** Data **

Segment Open

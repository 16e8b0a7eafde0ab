use crate::artifacts::{ArtifactError, FeatureScaler, FittedArtifacts, StageEncoder};
use crate::config::{ConfigError, CurvePolicy, EstimationConfig};
use crate::crossing::find_crossing;
use crate::features::transform;
use crate::model::{ModelError, SurvivalModel};
use crate::types::{DerivedFeatureVector, EstimationResult, RawClinicalInput, SurvivalCurve};
use std::sync::Arc;
use thiserror::Error;

/// Failure taxonomy of the estimation pipeline.
#[derive(Error, Debug, Clone)]
pub enum EstimationError {
    #[error("Invalid input: {0}")]
    InvalidInput(String),

    #[error("Fitted artifact mismatch: {0}")]
    ArtifactMismatch(String),

    #[error("The model returned a non-finite median survival time ({value}).")]
    InvalidPrediction { value: f64 },

    #[error("Model evaluation failed: {0}")]
    EvaluationError(String),
}

impl From<ArtifactError> for EstimationError {
    fn from(err: ArtifactError) -> Self {
        Self::ArtifactMismatch(err.to_string())
    }
}

impl From<ConfigError> for EstimationError {
    fn from(err: ConfigError) -> Self {
        Self::InvalidInput(err.to_string())
    }
}

impl From<ModelError> for EstimationError {
    fn from(err: ModelError) -> Self {
        Self::EvaluationError(err.to_string())
    }
}

/// Everything one call to [`Estimator::estimate`] produces.
///
/// `curve` and `result` are decoupled: an invalid median fails `result` but,
/// under [`CurvePolicy::Independent`], the curve is still available for charting.
#[derive(Debug, Clone)]
pub struct Estimation {
    pub features: DerivedFeatureVector,
    pub curve: Option<SurvivalCurve>,
    pub result: Result<EstimationResult, EstimationError>,
}

/// The survival-estimation pipeline over a set of injected, read-only artifacts.
///
/// Cloning is cheap and clones share the artifacts, so one estimator built at
/// startup can serve concurrent requests.
#[derive(Clone)]
pub struct Estimator {
    model: Arc<dyn SurvivalModel>,
    scaler: Arc<dyn FeatureScaler>,
    encoder: Arc<dyn StageEncoder>,
    config: EstimationConfig,
}

impl Estimator {
    pub fn new(
        model: Arc<dyn SurvivalModel>,
        scaler: Arc<dyn FeatureScaler>,
        encoder: Arc<dyn StageEncoder>,
        config: EstimationConfig,
    ) -> Result<Self, EstimationError> {
        config.validate()?;
        Ok(Self {
            model,
            scaler,
            encoder,
            config,
        })
    }

    pub fn from_artifacts(
        artifacts: &FittedArtifacts,
        config: EstimationConfig,
    ) -> Result<Self, EstimationError> {
        Self::new(
            artifacts.model.clone(),
            artifacts.scaler.clone(),
            artifacts.encoder.clone(),
            config,
        )
    }

    pub fn config(&self) -> &EstimationConfig {
        &self.config
    }

    /// Runs transform, median, validation, curve and crossing search for one patient.
    ///
    /// Input and artifact problems, and any evaluation fault, fail the whole call.
    /// A non-finite median only fails [`Estimation::result`].
    pub fn estimate(&self, raw: &RawClinicalInput) -> Result<Estimation, EstimationError> {
        let features = transform(raw, self.scaler.as_ref(), self.encoder.as_ref())?;

        let median = self.model.median_survival_time(&features)?;
        let median_is_valid = median.is_finite();
        log::debug!("Median survival time: {median} months");

        let times = self.config.grid.times();
        let curve = match (median_is_valid, self.config.curve_policy) {
            (true, _) => Some(self.model.survival_curve(&features, times.view())?),
            (false, CurvePolicy::Independent) => {
                match self.model.survival_curve(&features, times.view()) {
                    Ok(curve) => Some(curve),
                    Err(err) => {
                        log::warn!("Survival curve unavailable alongside an invalid median: {err}");
                        None
                    }
                }
            }
            (false, CurvePolicy::GatedOnMedian) => None,
        };

        if !median_is_valid {
            log::warn!("Model returned a non-finite median ({median}); withholding the result.");
            return Ok(Estimation {
                features,
                curve,
                result: Err(EstimationError::InvalidPrediction { value: median }),
            });
        }

        let threshold = self.config.crossing_threshold;
        let threshold_crossing_time = curve
            .as_ref()
            .and_then(|curve| find_crossing(curve, threshold));
        if threshold_crossing_time.is_none() {
            log::info!(
                "Survival does not reach {threshold} within {}-{} months.",
                self.config.grid.start,
                self.config.grid.end
            );
        }

        Ok(Estimation {
            features,
            curve,
            result: Ok(EstimationResult {
                median_survival_time: median,
                threshold,
                threshold_crossing_time,
            }),
        })
    }
}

Segment Closed

Please show every line of the records that holds the word "view".

** Solution **
            (true, _) => Some(self.model.survival_curve(&features, times.view())?),
                match self.model.survival_curve(&features, times.view()) {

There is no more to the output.